Every year some day in march, our government steals a whole hour from us, holds it ransom over the summer and gives it back only in october – only to steal it again next year. I’m talking about daylight savings time of course, which we switched to just this night. And while it is annoying and useless enough on its own, it means a world of pain in Python.
Problem
As it turned out this DST-business caused some unwanted behavior in a little project I’m working on. I had to figure out how to reliable compute the offset that is added to the correct time during DST on any given date. This is what I came up with.
Solution
First you will need the Pytz package. It’s not part of the standard library for one reason or another, but it comes preinstalled in a lot of Linux distributions. easy_install will happily install it for you if it isn’t, even on Windows.
To get the DST offset, there are really only three and a half steps to take:
tz = pytz.timezone('Europe/Berlin')
date = datetime.datetime(2012,3,25,12)
dstoffset = tz.localize(date).dst()
This will give you a nice timedelta(0,3600) object which tells you that on the 25th of march 2012 at noon, the DST offsets the correct time by 3600 seconds. Likewise on the 24th, the offset is 0 seconds.
Explanation
First you need to create a tzone object for the desired timezone. For me, this is Europe/Berlin.
tz = pytz.timezone('Europe/Berlin')
Then you create a datetime object for the given date and time you want to compute the DST for.

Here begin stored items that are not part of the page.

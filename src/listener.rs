use std::sync::Arc;
use std::time::Duration;

use tokio_util::sync::CancellationToken;
use tracing::{debug, info, warn};

use crate::commands::CommandProcessor;
use crate::telegram::{Message, TelegramClient};

const ERROR_BACKOFF: Duration = Duration::from_secs(5);

/// Receives chat messages and answers them through the command processor.
pub struct Listener {
    client: Arc<TelegramClient>,
    processor: CommandProcessor,
    long_poll: Duration,
}

impl Listener {
    pub fn new(client: Arc<TelegramClient>, processor: CommandProcessor, long_poll: Duration) -> Self {
        Self {
            client,
            processor,
            long_poll,
        }
    }

    pub async fn run(&self, cancel: CancellationToken) {
        info!("Command listener started");
        let mut offset = 0;

        loop {
            let updates = tokio::select! {
                _ = cancel.cancelled() => break,
                result = self.client.get_updates(offset, self.long_poll) => result,
            };

            match updates {
                Ok(updates) => {
                    for update in updates {
                        offset = offset.max(update.update_id + 1);
                        if let Some(message) = update.message {
                            self.answer(message).await;
                        }
                    }
                }
                Err(e) => {
                    warn!(error = %e, "Failed to receive updates");
                    tokio::select! {
                        _ = cancel.cancelled() => break,
                        _ = tokio::time::sleep(ERROR_BACKOFF) => {}
                    }
                }
            }
        }

        info!("Command listener stopped");
    }

    async fn answer(&self, message: Message) {
        let Some(text) = message.text else {
            return;
        };

        let sender = message
            .from
            .as_ref()
            .and_then(|u| u.username.as_deref())
            .unwrap_or("no-username");
        debug!(sender, chat = message.chat.id, "Command received");

        let reply = self.processor.handle(&text);
        let chat_id = message.chat.id.to_string();

        if let Err(e) = self.client.send_message(&chat_id, &reply, None).await {
            warn!(chat = message.chat.id, error = %e, "Failed to send reply");
        }
    }
}
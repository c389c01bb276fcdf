use std::path::PathBuf;

use thiserror::Error;

#[derive(Error, Debug)]
pub enum RelayError {
    #[error("HTTP error: {0}")]
    Http(#[from] reqwest::Error),

    #[error("Transport error: {0}")]
    Transport(String),

    #[error("Feed parsing error: {0}")]
    FeedParse(String),

    #[error("Item parsing error: {0}")]
    ItemParse(String),

    #[error("Corrupt feed store at {path}: {reason}")]
    CorruptStore { path: PathBuf, reason: String },

    #[error("IO error: {0}")]
    Io(#[from] std::io::Error),

    #[error("Feed not found: {0}")]
    FeedNotFound(String),

    #[error("Feed already exists: {0}")]
    DuplicateFeed(String),

    #[error("Invalid arguments: {0}")]
    InvalidArguments(String),

    #[error("Invalid address: {0}")]
    InvalidAddress(String),

    #[error("Unknown command: {0}")]
    UnknownCommand(String),

    #[error("Configuration error: {0}")]
    Config(String),

    #[error("{0}")]
    Other(String),
}

impl RelayError {
    /// Errors that should be retried on the next cycle rather than surfaced.
    pub fn is_transient(&self) -> bool {
        matches!(self, RelayError::Http(_) | RelayError::Transport(_))
    }
}

pub type Result<T> = std::result::Result<T, RelayError>;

date = datetime.datetime(2012,3,25,12)
The trick is in the localize function of your tzone object. The datetime object you created does not contain any timezone information at all. localize assumes that the timezone information is simply missing and magically creates a new datetime object with the same date and time and correct timezone. Luckily for us, this includes DST. We then just need to call the dst method, which gives you the offset as a timedelta object.